Abstract
The IMGT/HLA Database (www.ebi.ac.uk/imgt/hla/) specialises in sequences of polymorphic genes of the HLA system, the human major histocompatibility complex (MHC). The HLA complex is located within the 6p21.3 region on the short arm of human chromosome 6 and contains more than 220 genes of diverse function. Many of the genes encode proteins of the immune system and these include the 21 highly polymorphic HLA genes, which influence the outcome of clinical transplantation and confer susceptibility to a wide range of non-infectious diseases. The database contains sequences for all HLA alleles officially recognised by the WHO Nomenclature Committee for Factors of the HLA System and provides users with online tools and facilities for their retrieval and analysis. These include allele reports, alignment tools and detailed descriptions of the source cells. The online IMGT/HLA submission tool allows both new and confirmatory sequences to be submitted directly to the WHO Nomenclature Committee. The latest version (release 1.7.0 July 2000) contains 1220 HLA alleles derived from over 2700 component sequences from the EMBL/GenBank/DDBJ databases. The HLA database provides a model which will be extended to provide specialist databases for polymorphic MHC genes of other species.
INTRODUCTION
The IMGT, international ImMunoGeneTics Database, is a series of integrated databases specialising in the immunoglobulins, T cell receptors (TcR) and the major histocompatibility complexes (MHC) of all vertebrate species. The IMGT project includes IMGT/LIGM-DB (1) which contains Ig and TcR sequences, and IMGT/HLA (2) which contains sequences of the human MHC.

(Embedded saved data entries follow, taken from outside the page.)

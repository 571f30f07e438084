#![cfg_attr(feature = "fail-on-warnings", deny(warnings))]
#![warn(clippy::all, clippy::pedantic, clippy::nursery, clippy::cargo)]
#![allow(clippy::multiple_crate_versions, clippy::cargo_common_metadata)]

//! API request and response types for the crisis triage server.
//!
//! These types are serialized to JSON for the REST API. They are separate
//! from the store's incident type to allow independent evolution of the
//! API contract.

use chrono::{DateTime, Utc};
use crisis_triage_incident_models::{Incident, IncidentStatus};
use crisis_triage_report_models::ExtractedReport;
use serde::{Deserialize, Serialize};

/// An incident as returned by the API.
#[derive(Debug, Clone, Serialize, Deserialize)]
#[serde(rename_all = "camelCase")]
pub struct ApiIncident {
    /// Unique incident ID.
    pub id: i64,
    /// Original report text.
    pub message: String,
    /// Priority score, 0 to 100.
    pub priority_score: u8,
    /// Why the score came out the way it did.
    pub rationale: Vec<String>,
    /// Extracted report attributes.
    pub details: ExtractedReport,
    /// Lifecycle status (`Needs Dispatch`, `Acknowledged`,
    /// `Dispatched: <team>`).
    pub status: IncidentStatus,
    /// When the incident was created.
    pub created_at: DateTime<Utc>,
}

impl From<Incident> for ApiIncident {
    fn from(incident: Incident) -> Self {
        Self {
            id: incident.id,
            message: incident.message,
            priority_score: incident.priority_score,
            rationale: incident.rationale,
            details: incident.details,
            status: incident.status,
            created_at: incident.created_at,
        }
    }
}

/// Health check response.
#[derive(Debug, Clone, Serialize, Deserialize)]
pub struct ApiHealth {
    /// Whether the service is healthy.
    pub healthy: bool,
    /// Service version.
    pub version: String,
}

/// Body of `POST /api/triage`.
#[derive(Debug, Clone, Deserialize)]
pub struct TriageRequest {
    /// Raw report text.
    pub message: String,
}

/// Subset of a Telegram bot update that the webhook cares about.
#[derive(Debug, Clone, Deserialize)]
pub struct TelegramUpdate {
    /// Update sequence number.
    pub update_id: i64,
    /// The new message, if the update carries one.
    #[serde(default)]
    pub message: Option<TelegramMessage>,
}

impl TelegramUpdate {
    /// The message text, if present and not blank.
    #[must_use]
    pub fn text(&self) -> Option<&str> {
        self.message
            .as_ref()
            .and_then(|m| m.text.as_deref())
            .filter(|t| !t.trim().is_empty())
    }
}

/// A Telegram message.
#[derive(Debug, Clone, Deserialize)]
pub struct TelegramMessage {
    /// Message text; absent for stickers, photos, etc.
    #[serde(default)]
    pub text: Option<String>,
}

/// Body of `POST /api/generate-appeal`.
#[derive(Debug, Clone, Deserialize)]
#[serde(rename_all = "camelCase")]
pub struct AppealRequest {
    /// Incidents to base the appeal on.
    #[serde(alias = "incident_ids")]
    pub incident_ids: Vec<i64>,
}

/// Response of `POST /api/generate-appeal`.
#[derive(Debug, Clone, Serialize, Deserialize)]
pub struct AppealResponse {
    /// Generated appeal text.
    pub appeal: String,
}

/// Outcome label of a lifecycle transition request.
#[derive(Debug, Clone, Copy, PartialEq, Eq, Serialize, Deserialize)]
#[serde(rename_all = "lowercase")]
pub enum TransitionOutcome {
    /// The transition was applied.
    Success,
    /// The transition was refused.
    Failed,
}

/// Response of the acknowledge and dispatch endpoints.
#[derive(Debug, Clone, Serialize, Deserialize)]
#[serde(rename_all = "camelCase")]
pub struct TransitionResponse {
    /// Whether the transition was applied.
    pub status: TransitionOutcome,
    /// The new status, on success.
    #[serde(skip_serializing_if = "Option::is_none")]
    pub new_status: Option<IncidentStatus>,
    /// Why the transition was refused, on failure.
    #[serde(skip_serializing_if = "Option::is_none")]
    pub reason: Option<String>,
}

impl TransitionResponse {
    /// A successful transition to `new_status`.
    #[must_use]
    pub const fn success(new_status: IncidentStatus) -> Self {
        Self {
            status: TransitionOutcome::Success,
            new_status: Some(new_status),
            reason: None,
        }
    }

    /// A refused transition.
    #[must_use]
    pub fn failed(reason: impl Into<String>) -> Self {
        Self {
            status: TransitionOutcome::Failed,
            new_status: None,
            reason: Some(reason.into()),
        }
    }
}

/// Generic error body.
#[derive(Debug, Clone, Serialize, Deserialize)]
pub struct ApiError {
    /// What went wrong.
    pub error: String,
}

impl ApiError {
    /// Creates an error body.
    #[must_use]
    pub fn new(error: impl Into<String>) -> Self {
        Self {
            error: error.into(),
        }
    }
}

#[cfg(test)]
mod tests {
    use crisis_triage_incident_models::NewIncident;
    use crisis_triage_report_models::InjurySeverity;

    use super::*;

    #[test]
    fn api_incident_uses_camel_case_and_status_strings() {
        let incident = Incident::from_new(
            7,
            NewIncident {
                message: "Flooding".to_string(),
                priority_score: 64,
                rationale: vec!["Serious Injuries Reported".to_string()],
                details: ExtractedReport::new(6, InjurySeverity::Serious, "Flooding"),
            },
            Utc::now(),
        );

        let json = serde_json::to_value(ApiIncident::from(incident)).unwrap();
        assert_eq!(json["id"], 7);
        assert_eq!(json["priorityScore"], 64);
        assert_eq!(json["status"], "Needs Dispatch");
        assert_eq!(json["details"]["injury_severity"], "Serious");
        assert!(json.get("createdAt").is_some());
    }

    #[test]
    fn transition_responses() {
        let ok = serde_json::to_value(TransitionResponse::success(IncidentStatus::Dispatched {
            team: "Team Charlie (S&R)".to_string(),
        }))
        .unwrap();
        assert_eq!(
            ok,
            serde_json::json!({"status": "success", "newStatus": "Dispatched: Team Charlie (S&R)"})
        );

        let failed =
            serde_json::to_value(TransitionResponse::failed("Incident must be acknowledged first."))
                .unwrap();
        assert_eq!(
            failed,
            serde_json::json!({"status": "failed", "reason": "Incident must be acknowledged first."})
        );
    }

    #[test]
    fn telegram_update_text() {
        let update: TelegramUpdate = serde_json::from_str(
            r#"{"update_id": 1, "message": {"message_id": 5, "text": "Fire on 5th street"}}"#,
        )
        .unwrap();
        assert_eq!(update.text(), Some("Fire on 5th street"));

        let sticker: TelegramUpdate =
            serde_json::from_str(r#"{"update_id": 2, "message": {"message_id": 6}}"#).unwrap();
        assert!(sticker.text().is_none());

        let edited: TelegramUpdate =
            serde_json::from_str(r#"{"update_id": 3, "edited_message": {}}"#).unwrap();
        assert!(edited.text().is_none());
    }

    #[test]
    fn appeal_request_accepts_both_casings() {
        let camel: AppealRequest = serde_json::from_str(r#"{"incidentIds": [1, 2]}"#).unwrap();
        let snake: AppealRequest = serde_json::from_str(r#"{"incident_ids": [3]}"#).unwrap();
        assert_eq!(camel.incident_ids, vec![1, 2]);
        assert_eq!(snake.incident_ids, vec![3]);
    }
}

The IMGT/HLA Database is a specialist database for allelic sequences of highly polymorphic genes in the HLA system, the human MHC. This complex of ∼4 Mb is located within the 6p21.3 region of the short arm of human chromosome 6 and contains in excess of 220 genes. Many of these genes encode proteins of the immune system, in particular ones controlling the responses of T lymphocytes and natural killer cells. Genes included in the HLA nomenclature, and which comprise the HLA system, are those involved in antigen presentation to T cells, or are non-functional genes related to them. The core of the HLA system consists of the 21 highly polymorphic HLA genes (Fig. 1) which influence the outcome of cell and organ transplants and for which certain alleles are associated with progression of infectious disease and susceptibility to a wide range of chronic, non-infectious diseases (3,4). Sequences for more than 1200 different alleles of these genes have been determined. The naming of new allelic sequences and their quality control is the responsibility of the WHO Nomenclature Committee for Factors of the HLA System (5).
The IMGT/HLA database is a repository for the sequences officially recognised by the Nomenclature Committee (5) and was developed from the HLA database originally held at the Imperial Cancer Research Fund and, since 1996, at the Anthony Nolan Research Institute (ANRI). In contrast to the earlier HLA databases the IMGT/HLA Database is accessible via the World Wide Web and the sequences are accompanied by a number of tools and facilities for their analysis.
IMGT/HLA organisation and content
The database contains entries for all HLA alleles officially named by the WHO HLA Nomenclature Committee. These entries are derived from expertly annotated copies of the original EMBL/GenBank/DDBJ entries. The IMGT/HLA Database is based on a relational database model system and is maintained using the ORACLE® database management system. All IMGT/HLA entries have a unique accession number specific to IMGT/HLA. The EMBL/GenBank/DDBJ accession numbers are not used as primary identifiers in IMGT/HLA because many single alleles are derived from multiple sequence entries. The IMGT/HLA also assigns standardised keywords for all entries. The July 2000 release (Version 1.7.0) contained 1220 HLA alleles derived from over 2700 component EMBL/GenBank/DDBJ and GSDB sequences.
Database distribution
The first public release of the IMGT/HLA Database was made on the 16th December 1998 and was included on the European Bioinformatics Institute (EBI) web server as part of the IMGT project. The IMGT/HLA Database is available in a number of release formats. Previous versions were limited to static text pages. The IMGT/HLA data are now available via the EBI web site, EBI’s SRS search engine, EMBL CD-ROM and public FTP.
The IMGT/HLA web site was designed to provide a centralised source of both HLA sequences and tools for their analysis. The main tools allow the users to perform sequence alignments, single allele queries, BLAST searches and phylogenetic analysis. The web site combines custom built tools designed for the IMGT/HLA Database with existing tools already available from the EBI.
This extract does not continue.